Um Barrierefreiheit zu gewährleisten würde sich beim Hausbau oder Hauskauf ein Bungalow anbieten oder ein Wohnhaus, bei dem im Erdgeschoss ein Schlafzimmer sowie ein Badezimmer vorhanden sind. Hat man sich für den Kauf einer Eigentumswohnung entschieden, ist Barrierefreiheit gewährleistet, wenn sich die Wohnfläche über eine Ebene erstreckt. Ideal sind Wohnanlagen mit Fahrstühlen.

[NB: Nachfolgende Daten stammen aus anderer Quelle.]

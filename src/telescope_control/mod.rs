pub use commands::slew::AxisRateRange;
pub use commands::target::Target;
pub use slew_planner::{CoordinateSlewPlanner, SlewPlan};
pub use telescope::Telescope;

use crate::util::*;

pub mod axis;
mod commands {
    pub mod connection;
    pub mod guide;
    pub mod pointing_pos;
    pub mod slew;
    pub mod sync;
    pub mod target;
    pub mod tracking;
}
pub mod device;
mod slew_planner;
mod telescope;
#[cfg(test)]
pub(in crate::telescope_control) mod test_util;

impl Telescope {
    /// Short name of the driver
    pub async fn get_name(&self) -> String {
        "ST4 Telescope".to_string()
    }

    /// Description and version of the driver
    pub async fn get_driver_info(&self) -> String {
        format!("{} {}", env!("CARGO_PKG_NAME"), env!("CARGO_PKG_VERSION"))
    }

    /// True if the telescope is stopped in the Home position. Homing isn't supported.
    pub async fn is_home(&self) -> DriverResult<bool> {
        Ok(false)
    }

    /// True if the telescope has been put into the parked state. Parking isn't supported.
    pub async fn is_parked(&self) -> DriverResult<bool> {
        Ok(false)
    }
    pub async fn get_alignment_mode(&self) -> DriverResult<AlignmentMode> {
        Ok(AlignmentMode::GermanPolar)
    }
}
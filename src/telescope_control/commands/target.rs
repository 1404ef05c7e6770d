use crate::telescope_control::Telescope;
use crate::util::*;

#[derive(Debug, Default, PartialEq, Copy, Clone)]
pub struct Target {
    pub right_ascension: Option<Hours>,
    pub declination: Option<Degrees>,
}

impl Target {
    pub fn try_get_right_ascension(&self) -> DriverResult<Hours> {
        self.right_ascension
            .ok_or_else(|| DriverError::value_not_set("Target right ascension not set"))
    }

    pub fn try_get_declination(&self) -> DriverResult<Degrees> {
        self.declination
            .ok_or_else(|| DriverError::value_not_set("Target declination not set"))
    }
}

impl Telescope {
    /// The declination (degrees, positive North) for the target of an equatorial slew or sync operation
    pub async fn get_target_declination(&self) -> DriverResult<Degrees> {
        self.target.read().await.try_get_declination()
    }

    /// Sets the declination (degrees, positive North) for the target of an equatorial slew or sync operation
    pub async fn set_target_declination(&self, dec: Degrees) -> DriverResult<()> {
        check_dec(dec)?;
        self.target.write().await.declination = Some(dec);
        tracing::debug!(dec, "Target declination set");
        Ok(())
    }

    /// The right ascension (hours) for the target of an equatorial slew or sync operation
    pub async fn get_target_ra(&self) -> DriverResult<Hours> {
        self.target.read().await.try_get_right_ascension()
    }

    /// Sets the right ascension (hours) for the target of an equatorial slew or sync operation
    pub async fn set_target_ra(&self, ra: Hours) -> DriverResult<()> {
        check_ra(ra)?;
        self.target.write().await.right_ascension = Some(ra);
        tracing::debug!(ra, "Target right ascension set");
        Ok(())
    }
    /// Sets both target coordinates, or neither if either is out of range
    pub async fn set_target(&self, ra: Hours, dec: Degrees) -> DriverResult<()> {
        check_ra(ra)?;
        check_dec(dec)?;
        *self.target.write().await = Target {
            right_ascension: Some(ra),
            declination: Some(dec),
        };
        tracing::debug!(ra, dec, "Target set");
        Ok(())
    }
}
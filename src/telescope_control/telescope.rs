use std::sync::Arc;

use tokio::sync::RwLock;

use super::axis::AxisController;
use super::commands::target::Target;
use super::device::DeviceController;
use super::slew_planner::CoordinateSlewPlanner;
use crate::config::Config;
use crate::util::*;

/// A two axis mount driven through ST4 style relays, with dead reckoning in
/// place of position feedback
pub struct Telescope {
    pub(in crate::telescope_control) device: Arc<dyn DeviceController>,
    pub(in crate::telescope_control) ra_axis: Arc<AxisController>,
    pub(in crate::telescope_control) dec_axis: Arc<AxisController>,
    pub(in crate::telescope_control) planner: CoordinateSlewPlanner,
    pub(in crate::telescope_control) target: RwLock<Target>,
}

impl Telescope {
    pub fn new(config: &Config, device: Arc<dyn DeviceController>) -> Self {
        let ra_axis = Arc::new(AxisController::new(
            Axis::RightAscension,
            config.right_ascension_rates(),
            false,
            device.clone(),
        ));
        let dec_axis = Arc::new(AxisController::new(
            Axis::Declination,
            config.declination_rates(),
            config.meridian_flip,
            device.clone(),
        ));

        Telescope {
            device,
            planner: CoordinateSlewPlanner::new(ra_axis.clone(), dec_axis.clone()),
            ra_axis,
            dec_axis,
            target: RwLock::new(Target::default()), // No target initially
        }
    }

    pub(in crate::telescope_control) fn axis_controller(&self, axis: Axis) -> &AxisController {
        match axis {
            Axis::RightAscension => &self.ra_axis,
            Axis::Declination => &self.dec_axis,
        }
    }
}
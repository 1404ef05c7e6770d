/// Every command and response ends with this character
pub const TERMINATOR: char = '#';

pub const CMD_CONNECT: &str = "CONNECT";
pub const CMD_DISCONNECT: &str = "DISCONNECT";
pub const RESPONSE_OK: &str = "OK";

pub const NUM_TRIES: usize = 3;
pub const RETRY_MILLIS: u64 = 10;

/// USB vendor ids of genuine Arduino boards and the common clone serial chips
pub const ARDUINO_VENDOR_IDS: [u16; 4] = [
    0x2341, // Arduino LLC
    0x2a03, // Arduino SRL
    0x1a86, // QinHeng CH340
    0x0403, // FTDI
];
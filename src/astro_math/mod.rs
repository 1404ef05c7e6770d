use chrono::{Datelike, Timelike};
use polynomials::poly;
use std::f64::consts::TAU;

pub type Hours = f64;
pub type Degrees = f64;
pub type Radians = f64;

/// Sidereal rate expressed in degrees of declination per second
pub const DEGREES_PER_SECOND: Degrees = 360. / (24. * 3600.);
/// Sidereal rate expressed in hours of right ascension per second
pub const RA_PER_SECOND: Hours = 1. / 3600.;

pub fn rad_to_hours(rad: Radians) -> Hours {
    12. * rad / std::f64::consts::PI
}

pub fn deg_to_hours(deg: Degrees) -> Hours {
    deg / 15.
}

pub fn hours_to_deg(hours: Hours) -> Degrees {
    hours * 15.
}

// Convert hms to hours or dms to degrees
pub fn ms_to_dec(d: u32, minutes: u32, seconds: f64) -> f64 {
    (d as f64) + (minutes as f64) / 60. + seconds / 3600.
}

/// Always in [0, base) for a positive base
pub fn modulo(val: f64, base: f64) -> f64 {
    ((val % base) + base) % base
}

/// Calculates the Julian Date of a time
/// see https://scienceworld.wolfram.com/astronomy/JulianDate.html
fn calc_jd(time: chrono::DateTime<chrono::Utc>) -> f64 {
    let y = time.year() as f64;
    let m = time.month() as f64;
    let d = time.day() as f64;

    let mut jd = 367. * y;
    jd -= f64::floor(7. * (y + f64::floor((m + 9.) / 12.)) / 4.);
    jd -= f64::floor(3. * (f64::floor((y + (m - 9.) / 7.) / 100.) + 1.) / 4.);
    jd += f64::floor(275. * m / 9.);
    jd += d;
    jd += 1721028.5;
    jd + ms_to_dec(time.hour(), time.minute(), time.second() as f64) / 24.
}

// see https://thecynster.home.blog/2019/11/04/calculating-sidereal-time/
pub fn calculate_greenwich_sidereal_time(time: chrono::DateTime<chrono::Utc>) -> Hours {
    // Off by the leap seconds added after 2017
    const LEAP_SECOND_TOTAL: u32 = 27;

    let jd_utc = calc_jd(time);

    let du = jd_utc - 2451545.0;
    let theta = rad_to_hours(modulo(
        TAU * (0.779_057_273_264f64 + 1.002_737_811_911_354_5f64 * du),
        TAU,
    ));

    let precession = poly![
        0.014506,
        4612.156534,
        1.3915817,
        -0.00000044,
        -0.000029956,
        -0.0000000368,
    ];
    let jd_tt = jd_utc + ((LEAP_SECOND_TOTAL as f64 + 32.184) / 3600.) / 24.;
    let t = (jd_tt - 2451545.0) / 36525.; // centuries

    let gmstp = match precession.eval(t) {
        Some(arcseconds) => deg_to_hours(modulo(arcseconds / 3600., 360.)),
        None => 0.,
    };

    modulo(theta + gmstp, 24.)
}
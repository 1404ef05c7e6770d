use std::time::Duration;

use crate::telescope_control::Telescope;
use crate::util::*;

impl Telescope {
    /// Guiding moves at the slew rate, so this is the current right ascension rate
    pub async fn get_guide_rate_ra(&self) -> DriverResult<f64> {
        self.get_ra_rate().await
    }

    /// Guiding moves at the slew rate, so this is the current declination rate
    pub async fn get_guide_rate_declination(&self) -> DriverResult<f64> {
        self.get_dec_rate().await
    }

    /// True if this telescope is capable of software-pulsed guiding
    pub async fn can_pulse_guide(&self) -> DriverResult<bool> {
        Ok(true)
    }

    /// Moves the scope in the given direction for the given time (milliseconds).
    /// Returns immediately, the axis stops by itself.
    pub async fn pulse_guide(&self, direction: GuideDirection, duration: u32) -> DriverResult<()> {
        let (axis, orientation) = direction.axis_orientation();
        tracing::debug!(%direction, duration, "Pulse guide");
        self.axis_controller(axis)
            .move_for(Duration::from_millis(duration as u64), orientation)
            .await
    }

    /// True if a pulse guide is in progress
    pub async fn is_pulse_guiding(&self) -> DriverResult<bool> {
        Ok(self.is_moving().await)
    }
}
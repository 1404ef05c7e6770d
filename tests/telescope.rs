use std::sync::Arc;
use std::time::Duration;

use assert_float_eq::*;
use tokio::time::{self, Instant};

use st4_driver::config::{AxisRates, Config, DeviceType, SlewRateSettings};
use st4_driver::telescope_control::axis::AxisController;
use st4_driver::telescope_control::device::{DeviceController, DummyDeviceController};
use st4_driver::util::*;
use st4_driver::Telescope;

/// RA moves 1h per 100s, DEC 1 degree per 10s
fn config(meridian_flip: bool) -> Config {
    Config {
        device: DeviceType::Dummy,
        slew_rates: SlewRateSettings {
            right_ascension_plus: 36.,
            right_ascension_minus: 36.,
            declination_plus: 24.,
            declination_minus: 24.,
        },
        mount_compensates_earth_rotation_in_slew: true,
        meridian_flip,
        ..Default::default()
    }
}

async fn connected_telescope(meridian_flip: bool) -> (Telescope, Arc<DummyDeviceController>) {
    let device = Arc::new(DummyDeviceController::new());
    let telescope = Telescope::new(&config(meridian_flip), device.clone());
    telescope.connect().await.unwrap();
    device.clear_history();
    (telescope, device)
}

#[tokio::test(start_paused = true)]
async fn slew_takes_shortest_way_around() {
    let (telescope, device) = connected_telescope(false).await;
    telescope.sync_to_coordinates(23., 0.).await.unwrap();

    let start = Instant::now();
    telescope.slew_to_coordinates(1., 0.).await.unwrap();
    // 2h, not 22h
    assert_eq!(start.elapsed(), Duration::from_secs(200));
    assert_float_absolute_eq!(telescope.get_ra().await.unwrap(), 1., 1E-9);
    assert_eq!(device.history(), vec!["RA0", "RA+", "DEC0", "RA0"]);

    device.clear_history();
    telescope.slew_to_coordinates(23., 0.).await.unwrap();
    assert_float_absolute_eq!(telescope.get_ra().await.unwrap(), 23., 1E-9);
    assert_eq!(device.history(), vec!["RA0", "RA-", "DEC0", "RA0"]);
}

#[tokio::test(start_paused = true)]
async fn declination_does_not_wrap() {
    let (telescope, device) = connected_telescope(false).await;
    telescope.sync_to_coordinates(0., 80.).await.unwrap();

    let start = Instant::now();
    telescope.slew_to_coordinates(0., -80.).await.unwrap();
    assert_eq!(start.elapsed(), Duration::from_secs(1600));
    assert_float_absolute_eq!(telescope.get_dec().await.unwrap(), -80., 1E-9);
    assert_eq!(device.history(), vec!["RA0", "DEC0", "DEC-", "DEC0"]);
}

#[tokio::test(start_paused = true)]
async fn meridian_flip_inverts_declination_hardware() {
    let (telescope, device) = connected_telescope(true).await;
    telescope
        .pulse_guide(GuideDirection::North, 2_000)
        .await
        .unwrap();
    assert!(telescope.get_dec_rate().await.unwrap() > 0.);
    time::sleep(Duration::from_secs(5)).await;

    assert_float_absolute_eq!(telescope.get_dec().await.unwrap(), 0.2, 1E-9);
    assert_eq!(device.history(), vec!["DEC0", "DEC-", "DEC0"]);

    // Right ascension is unaffected
    device.clear_history();
    telescope
        .pulse_guide(GuideDirection::East, 1_000)
        .await
        .unwrap();
    time::sleep(Duration::from_secs(2)).await;
    assert_eq!(device.history(), vec!["RA0", "RA+", "RA0"]);
}

#[tokio::test(start_paused = true)]
async fn dropping_the_telescope_stops_the_mount() {
    let (telescope, device) = connected_telescope(false).await;
    telescope
        .pulse_guide(GuideDirection::North, 10_000)
        .await
        .unwrap();
    telescope
        .move_axis(Axis::RightAscension, 0.01)
        .await
        .unwrap();
    drop(telescope);

    time::sleep(Duration::from_secs(1)).await;
    let history = device.history();
    assert_eq!(&history[..2], ["DEC0", "DEC+"]);
    assert_eq!(&history[2..4], ["RA0", "RA+"]);
    let mut stops = history[4..].to_vec();
    stops.sort();
    assert_eq!(stops, vec!["DEC0", "RA0"]);
}

#[tokio::test(start_paused = true)]
async fn new_move_retires_pending_stop() {
    let (telescope, device) = connected_telescope(false).await;
    let telescope = Arc::new(telescope);

    // Long guide pulse whose stop must never fire
    telescope
        .pulse_guide(GuideDirection::North, 30_000)
        .await
        .unwrap();

    let canceller = {
        let telescope = telescope.clone();
        tokio::spawn(async move {
            time::sleep(Duration::from_millis(50)).await;
            telescope.move_axis(Axis::Declination, -0.01).await.unwrap();
        })
    };
    canceller.await.unwrap();

    time::sleep(Duration::from_secs(60)).await;
    assert!(telescope.is_moving().await);
    assert!(telescope.get_dec_rate().await.unwrap() < 0.);
    assert_float_absolute_eq!(telescope.get_dec().await.unwrap(), 0.005 - 6., 1E-9);
    assert_eq!(device.history(), vec!["DEC0", "DEC+", "DEC0", "DEC-"]);

    telescope.abort_slew().await.unwrap();
    assert!(!telescope.is_moving().await);
}

#[tokio::test]
async fn invalid_coordinates_touch_nothing() {
    let (telescope, device) = connected_telescope(false).await;
    telescope.sync_to_coordinates(6., 45.).await.unwrap();

    for err in [
        telescope.sync_to_coordinates(25., 0.).await.unwrap_err(),
        telescope.slew_to_coordinates(0., 91.).await.unwrap_err(),
        telescope.slew_to_coordinates_async(-0.5, 0.).await.unwrap_err(),
        telescope.set_target_declination(-90.1).await.unwrap_err(),
    ] {
        assert_eq!(err.error_type, ErrorType::InvalidValue);
        assert_eq!(err.error_number(), 0x401);
    }

    assert_eq!(telescope.get_ra().await.unwrap(), 6.);
    assert_eq!(telescope.get_dec().await.unwrap(), 45.);
    assert!(!telescope.is_moving().await);
    assert!(device.history().is_empty());
}

#[tokio::test(start_paused = true)]
async fn lost_device_keeps_tracking_consistent() {
    let (telescope, device) = connected_telescope(false).await;
    telescope.slew_to_coordinates_async(1., 10.).await.unwrap();
    time::sleep(Duration::from_secs(10)).await;

    device.set_failing(true);
    // Both background stops fail on the wire
    time::sleep(Duration::from_secs(200)).await;
    assert!(!telescope.is_moving().await);
    assert_float_absolute_eq!(telescope.get_ra().await.unwrap(), 1., 1E-9);
    assert_float_absolute_eq!(telescope.get_dec().await.unwrap(), 10., 1E-9);

    let err = telescope
        .slew_to_coordinates_async(2., 10.)
        .await
        .unwrap_err();
    assert_eq!(err.error_type, ErrorType::Communication);
    assert!(!telescope.is_moving().await);
    assert_float_absolute_eq!(telescope.get_ra().await.unwrap(), 1., 1E-9);
}

#[tokio::test]
async fn disconnected_moves_fail() {
    let device = Arc::new(DummyDeviceController::new());
    let telescope = Telescope::new(&config(false), device.clone());

    let err = telescope.slew_to_coordinates(1., 1.).await.unwrap_err();
    assert_eq!(err.error_type, ErrorType::NotConnected);
    assert_eq!(err.error_number(), 0x407);
    assert_eq!(telescope.get_ra().await.unwrap(), 0.);

    // Stopping and shutting down still work
    telescope.abort_slew().await.unwrap();
    telescope.shutdown().await.unwrap();
}

#[tokio::test]
async fn duration_from_delta_uses_physical_rate() {
    let device: Arc<dyn DeviceController> = Arc::new(DummyDeviceController::new());
    let rates = AxisRates {
        plus: 2.,
        minus: 2.,
    };
    for inverted in [false, true] {
        let controller = AxisController::new(Axis::Declination, rates, inverted, device.clone());
        let (orientation, duration) = controller.duration_for_delta(10.).unwrap();
        assert_eq!(orientation, Orientation::Plus);
        assert_eq!(duration, Duration::from_secs(5));
    }
}
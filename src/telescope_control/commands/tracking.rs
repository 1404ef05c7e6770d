use crate::telescope_control::Telescope;
use crate::util::*;

impl Telescope {
    /// Signed rate the right ascension currently changes at (hours per second)
    pub async fn get_ra_rate(&self) -> DriverResult<f64> {
        Ok(self.ra_axis.slew_rate())
    }

    /// Signed rate the declination currently changes at (degrees per second)
    pub async fn get_dec_rate(&self) -> DriverResult<f64> {
        Ok(self.dec_axis.slew_rate())
    }

    /// True if either axis is moving
    pub async fn is_moving(&self) -> bool {
        self.ra_axis.is_moving() || self.dec_axis.is_moving()
    }

    /// The mount tracks on its own whenever the axes aren't being driven
    pub async fn is_tracking(&self) -> DriverResult<bool> {
        Ok(!self.is_moving().await)
    }

    /// Tracking is up to the mount and can't be switched from here
    pub async fn set_tracking(&self, _tracking: bool) -> DriverResult<()> {
        Err(DriverError::from_msg(
            ErrorType::NotImplemented,
            "Tracking can't be switched by the driver",
        ))
    }
    /// The mount only tracks at the sidereal rate
    pub async fn get_tracking_rate(&self) -> DriverResult<TrackingRate> {
        Ok(TrackingRate::Sidereal)
    }

    pub async fn get_tracking_rates(&self) -> DriverResult<Vec<TrackingRate>> {
        Ok(vec![TrackingRate::Sidereal])
    }

    pub async fn set_tracking_rate(&self, tracking_rate: TrackingRate) -> DriverResult<()> {
        if tracking_rate == TrackingRate::Sidereal {
            Ok(())
        } else {
            Err(DriverError::invalid_value(format!(
                "Tracking rate {:?} isn't supported",
                tracking_rate
            )))
        }
    }
}
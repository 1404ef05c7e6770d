use std::fmt::{Debug, Formatter};
use std::sync::Arc;

use tokio::time::Instant;

use crate::util::*;

/// Dead reckoning estimate of the position along one axis.
///
/// The axis only ever moves at a known rate, so the position is the last
/// position it stopped at plus the rate times the time spent moving since.
pub struct PositionTracker {
    base_position: f64,
    slew_rate: f64,
    slew_start_time: Instant,
    time_source: Arc<dyn TimeSource>,
}

impl Debug for PositionTracker {
    fn fmt(&self, f: &mut Formatter<'_>) -> std::fmt::Result {
        f.debug_struct("PositionTracker")
            .field("base_position", &self.base_position)
            .field("slew_rate", &self.slew_rate)
            .finish()
    }
}

impl PositionTracker {
    pub fn new(time_source: Arc<dyn TimeSource>) -> Self {
        let now = time_source.now();
        Self {
            base_position: 0.,
            slew_rate: 0.,
            slew_start_time: now,
            time_source,
        }
    }

    fn position_delta_at(&self, now: Instant) -> f64 {
        if self.slew_rate == 0. {
            return 0.;
        }
        let slew_time = now.saturating_duration_since(self.slew_start_time);
        self.slew_rate * slew_time.as_secs_f64()
    }

    /// Starts moving at a signed rate, positive meaning the Plus orientation.
    /// Motion accumulated at a previous rate is kept.
    pub fn start(&mut self, slew_rate: f64) {
        let now = self.time_source.now();
        self.base_position += self.position_delta_at(now);
        self.slew_rate = slew_rate;
        self.slew_start_time = now;
    }

    pub fn stop(&mut self) {
        let now = self.time_source.now();
        self.base_position += self.position_delta_at(now);
        self.slew_rate = 0.;
        self.slew_start_time = now;
    }

    pub fn position(&self) -> f64 {
        self.base_position + self.position_delta_at(self.time_source.now())
    }

    /// Resets the estimate. Only allowed while stationary.
    pub fn set_position(&mut self, position: f64) -> DriverResult<()> {
        if self.is_moving() {
            return Err(DriverError::invalid_operation(
                "Can't set the position of a moving axis",
            ));
        }
        self.base_position = position;
        Ok(())
    }

    /// Signed rate, zero when stationary
    pub fn slew_rate(&self) -> f64 {
        self.slew_rate
    }

    pub fn is_moving(&self) -> bool {
        self.slew_rate != 0.
    }
}
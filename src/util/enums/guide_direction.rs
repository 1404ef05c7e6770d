use std::fmt::Formatter;
use std::str::FromStr;

use super::{Axis, Orientation};

#[derive(Debug, Eq, PartialEq, Copy, Clone)]
pub enum GuideDirection {
    North,
    South,
    East,
    West,
}

impl core::fmt::Display for GuideDirection {
    fn fmt(&self, f: &mut Formatter<'_>) -> std::fmt::Result {
        match self {
            GuideDirection::North => write!(f, "North"),
            GuideDirection::South => write!(f, "South"),
            GuideDirection::East => write!(f, "East"),
            GuideDirection::West => write!(f, "West"),
        }
    }
}

impl FromStr for GuideDirection {
    type Err = String;

    fn from_str(s: &str) -> Result<Self, Self::Err> {
        match s.to_ascii_lowercase().as_str() {
            "n" | "north" => Ok(GuideDirection::North),
            "s" | "south" => Ok(GuideDirection::South),
            "e" | "east" => Ok(GuideDirection::East),
            "w" | "west" => Ok(GuideDirection::West),
            _ => Err(format!("Unknown guide direction {}", s)),
        }
    }
}

impl GuideDirection {
    /// The axis and logical orientation a pulse in this direction moves
    pub fn axis_orientation(&self) -> (Axis, Orientation) {
        match self {
            GuideDirection::East => (Axis::RightAscension, Orientation::Plus),
            GuideDirection::West => (Axis::RightAscension, Orientation::Minus),
            GuideDirection::North => (Axis::Declination, Orientation::Plus),
            GuideDirection::South => (Axis::Declination, Orientation::Minus),
        }
    }
}
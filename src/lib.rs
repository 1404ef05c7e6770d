pub use astro_math::{Degrees, Hours};
pub use config::Config;
pub use telescope_control::Telescope;

pub mod astro_math;
pub mod config;
pub mod telescope_control;
pub mod util;
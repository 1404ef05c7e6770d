use std::fmt::{Display, Formatter};

use Orientation::{Minus, Plus};

/// Direction of a move along an axis
#[derive(Debug, Eq, PartialEq, Copy, Clone)]
pub enum Orientation {
    Plus,
    Minus,
}

impl Orientation {
    pub fn invert(self) -> Self {
        match self {
            Plus => Minus,
            Minus => Plus,
        }
    }

    /// Inverts only when `invert` is set, used to map a logical orientation onto
    /// hardware that is mounted reversed
    pub fn invert_if(self, invert: bool) -> Self {
        if invert {
            self.invert()
        } else {
            self
        }
    }

    /// A zero rate maps to Minus
    pub fn from_signed_rate(rate: f64) -> Self {
        if 0. < rate {
            Plus
        } else {
            Minus
        }
    }

    pub fn get_sign_f64(&self) -> f64 {
        match self {
            Plus => 1.,
            Minus => -1.,
        }
    }

    /// Sign character sent to the controller
    pub fn wire_sign(&self) -> char {
        match self {
            Plus => '+',
            Minus => '-',
        }
    }
}

impl Display for Orientation {
    fn fmt(&self, f: &mut Formatter<'_>) -> std::fmt::Result {
        match self {
            Plus => write!(f, "PLUS"),
            Minus => write!(f, "MINUS"),
        }
    }
}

Beim Grundriss sollte darauf geachtet werden, dass die Räume insbesondere die Bäder, Küchen und Flure ausreichend Bewegungsfreiheit bieten um sich später ggf. mit einem Rollator oder Rollstuhl in der Wohnung frei bewegen zu können. Die Türen sollten eine lichte Durchgangsbreite von mindestens 90 cm haben.

Rutschfreie Fußböden

Hat man noch Einfluss auf Fußbodenbeläge beim Kauf eines Neubauobjektes sollte man sich für Fußböden, die nicht glatt und rutschig sind, entscheiden.

Das Badezimmer

Das Badezimmer sollte genügend Bewegungsfreiheit bieten. (Der Wenderadius eines Rollstuhls beträgt ca. 1,5 Meter). Planen Sie den Duscheinstieg ebenerdig. Ein rutschhemmender Fußbodenbelag im gesamten Badezimmer verhindert Stürze. Die Vorwandinstallation muss ausgelegt sein, dass sie später das Gewicht von Griffen und Haltebügeln tragen kann. Bei Bedarf lässt sich auch neben der Toilette ein starker Haltebügel anbringen. Die Toilette sollte erhöht angebracht werden (ca. 48 cm). Vorsorglich sollten mehrere Leerrohre eingezogen werden, falls später Elektroinstallationen notwendig werden. So kann man später zum Beispiel einen höhenverstellbaren Waschtisch installierten. Ideen zur Barrierefreiheit in Badezimmern bietet die Internetseite: www.shk-barrierefrei.de des Zentralverbandes Sanitär Heizung Klima.

Küche

Backofen, Kühlschrank und weitere Elektrogeräte sollten gut erreichbar sein. Ideal sind Unterschränke mit Auszügen. Im Alter wird mehr im Sitzen gearbeitet. Hier kann eine unterfahrbare Arbeitsplatte hilfreich sein oder ein Stehstuhl, der überall einsetzbar ist vom Kochen bis zum Bügeln.

Technische Details

Elektrische Rollläden, eine Türsprechanlage ggf. mit Kamera sowie ein elektrisches Garagentor bringen nicht nur älteren Menschen Wohnkomfort. Häufig benutzte Steckdosen und Lichtschalter sollten auf einer Höhe angebracht werden, dass man sie gegebenenfalls auch sitzend erreichen kann.

Außenanlagen

Die Wege zum Haus und im Garten sollten ohne Stufen und ausreichend breit gestaltet werden. Beete können pflegeleicht angelegt werden (z.B. Hochbeete).

Lage der Immobilie

Vor allem für ältere Menschen ist es wichtig öffentliche Verkehrsmittel, Supermärkte, Ärzte und Apotheken gut zu erreichen. Achten Sie deshalb beim Kauf oder Bau einer Immobilie auf die Infrastruktur des Ortes.